[WHAT THE TASK ASKS]
Looking at the listing below, work out the number of lines where the string "heroes" shows up, and give that number only.

[TASK INPUT]
----------

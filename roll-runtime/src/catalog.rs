//! # Catalog 模块
//!
//! 英雄组合（Item）与目录（Catalog）的数据模型。
//!
//! ## 设计原则
//!
//! - Item 不可变，构建后只读
//! - 目录顺序即默认网格顺序和默认遍历顺序
//! - 禁用集合过滤掉所有条目时，回退到完整目录（永不报错）

use std::collections::BTreeSet;

use rand::Rng;
use rand::seq::SliceRandom;
use serde::{Deserialize, Serialize};

use crate::error::CatalogError;

/// 网格列数（展示层固定为 5 列）
pub const GRID_COLUMNS: usize = 5;

/// 内置目录的图片地址前缀
const HERO_IMAGE_BASE: &str = "https://cdn.cloudflare.steamstatic.com/apps/dota2/images/heroes";

/// 内置目录数据：(名称, 英雄标识)
const BUILTIN_SETS: &[(&str, [&str; 3])] = &[
    ("Ультра-мета", ["puck", "queenofpain", "nevermore"]),
    ("Грязюка", ["huskar", "sniper", "jakiro"]),
    ("Духи", ["storm_spirit", "ember_spirit", "void_spirit"]),
    ("Любимчики кекса", ["venomancer", "necrolyte", "skywrath_mage"]),
    ("Любимчики кекса 2", ["snapfire", "kez", "magnataur"]),
    (
        "Кэри в мид (похуй на игру)",
        ["antimage", "faceless_void", "phantom_assassin"],
    ),
    ("Рыготники", ["pudge", "techies", "undying"]),
    ("Выбор Настидвойнойурон", ["muerta", "enigma", "windrunner"]),
    ("Крысы", ["nyx_assassin", "bounty_hunter", "riki"]),
    ("Микроконтрольщик", ["brewmaster", "meepo", "arc_warden"]),
    ("Пивандетулы", ["ogre_magi", "spirit_breaker", "alchemist"]),
    ("Заработало", ["rattletrap", "shredder", "tinker"]),
    ("Забыл где варды покупать", ["oracle", "grimstroke", "pugna"]),
    ("Заклинатели", ["invoker", "rubick", "keeper_of_the_light"]),
    ("Выбор EvillyRU", ["tidehunter", "razor", "warlock"]),
];

/// 一个可被抽取的英雄组合
#[derive(Debug, Clone, PartialEq, Eq, Serialize, Deserialize)]
pub struct Item {
    /// 名称（目录内唯一）
    pub name: String,
    /// 有序的图片引用
    #[serde(alias = "heroes", default)]
    pub assets: Vec<String>,
}

impl Item {
    /// 创建条目
    pub fn new(name: impl Into<String>, assets: Vec<String>) -> Self {
        Self {
            name: name.into(),
            assets,
        }
    }
}

/// 目录：固定顺序的条目列表
#[derive(Debug, Clone, PartialEq, Eq, Serialize)]
#[serde(transparent)]
pub struct Catalog {
    items: Vec<Item>,
}

impl Catalog {
    /// 创建目录并验证
    ///
    /// 要求：非空、名称非空、名称唯一。
    pub fn new(items: Vec<Item>) -> Result<Self, CatalogError> {
        if items.is_empty() {
            return Err(CatalogError::Empty);
        }

        let mut seen = BTreeSet::new();
        for (index, item) in items.iter().enumerate() {
            if item.name.trim().is_empty() {
                return Err(CatalogError::EmptyName { index });
            }
            if !seen.insert(item.name.as_str()) {
                return Err(CatalogError::DuplicateName {
                    name: item.name.clone(),
                });
            }
        }

        Ok(Self { items })
    }

    /// 内置目录
    pub fn builtin() -> Self {
        let items = BUILTIN_SETS
            .iter()
            .map(|(name, heroes)| {
                let assets = heroes
                    .iter()
                    .map(|hero| format!("{HERO_IMAGE_BASE}/{hero}_full.png"))
                    .collect();
                Item::new(*name, assets)
            })
            .collect();
        Self { items }
    }

    /// 从 JSON 数组解析目录
    ///
    /// 接受 `assets` 或 `heroes` 作为图片列表字段名。
    pub fn from_json(json: &str) -> Result<Self, CatalogError> {
        let items: Vec<Item> =
            serde_json::from_str(json).map_err(|e| CatalogError::InvalidJson {
                message: e.to_string(),
            })?;
        Self::new(items)
    }

    /// 所有条目（目录顺序）
    pub fn items(&self) -> &[Item] {
        &self.items
    }

    /// 条目数量
    pub fn len(&self) -> usize {
        self.items.len()
    }

    /// 是否为空（经过验证的目录永远非空）
    pub fn is_empty(&self) -> bool {
        self.items.is_empty()
    }

    /// 按名称查找
    pub fn get(&self, name: &str) -> Option<&Item> {
        self.items.iter().find(|item| item.name == name)
    }

    /// 是否包含指定名称
    pub fn contains(&self, name: &str) -> bool {
        self.get(name).is_some()
    }

    /// 全部名称
    pub fn names(&self) -> BTreeSet<String> {
        self.items.iter().map(|item| item.name.clone()).collect()
    }

    /// 可选条目（目录顺序，带全量回退）
    pub fn enabled(&self, disabled: &BTreeSet<String>) -> Vec<Item> {
        enabled_or_all(&self.items, disabled)
    }
}

/// 过滤掉禁用条目；若结果为空则返回全部条目
pub fn enabled_or_all(items: &[Item], disabled: &BTreeSet<String>) -> Vec<Item> {
    let enabled: Vec<Item> = items
        .iter()
        .filter(|item| !disabled.contains(&item.name))
        .cloned()
        .collect();

    if enabled.is_empty() {
        items.to_vec()
    } else {
        enabled
    }
}

/// 返回打乱后的副本（Fisher–Yates）
pub fn shuffled<R: Rng + ?Sized>(items: &[Item], rng: &mut R) -> Vec<Item> {
    let mut copy = items.to_vec();
    copy.shuffle(rng);
    copy
}

/// 行优先顺序（从左到右、逐行）
pub fn row_major_order(items: &[Item], columns: usize) -> Vec<Item> {
    let columns = columns.max(1);
    let rows = items.len().div_ceil(columns);

    let mut ordered = Vec::with_capacity(items.len());
    for row in 0..rows {
        for col in 0..columns {
            if let Some(item) = items.get(row * columns + col) {
                ordered.push(item.clone());
            }
        }
    }
    ordered
}

/// 列优先顺序（从上到下、逐列），跳过最后一行的空格
pub fn column_major_order(items: &[Item], columns: usize) -> Vec<Item> {
    let columns = columns.max(1);
    let rows = items.len().div_ceil(columns);

    let mut ordered = Vec::with_capacity(items.len());
    for col in 0..columns {
        for row in 0..rows {
            if let Some(item) = items.get(row * columns + col) {
                ordered.push(item.clone());
            }
        }
    }
    ordered
}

----------

[ANSWER SECTION]
5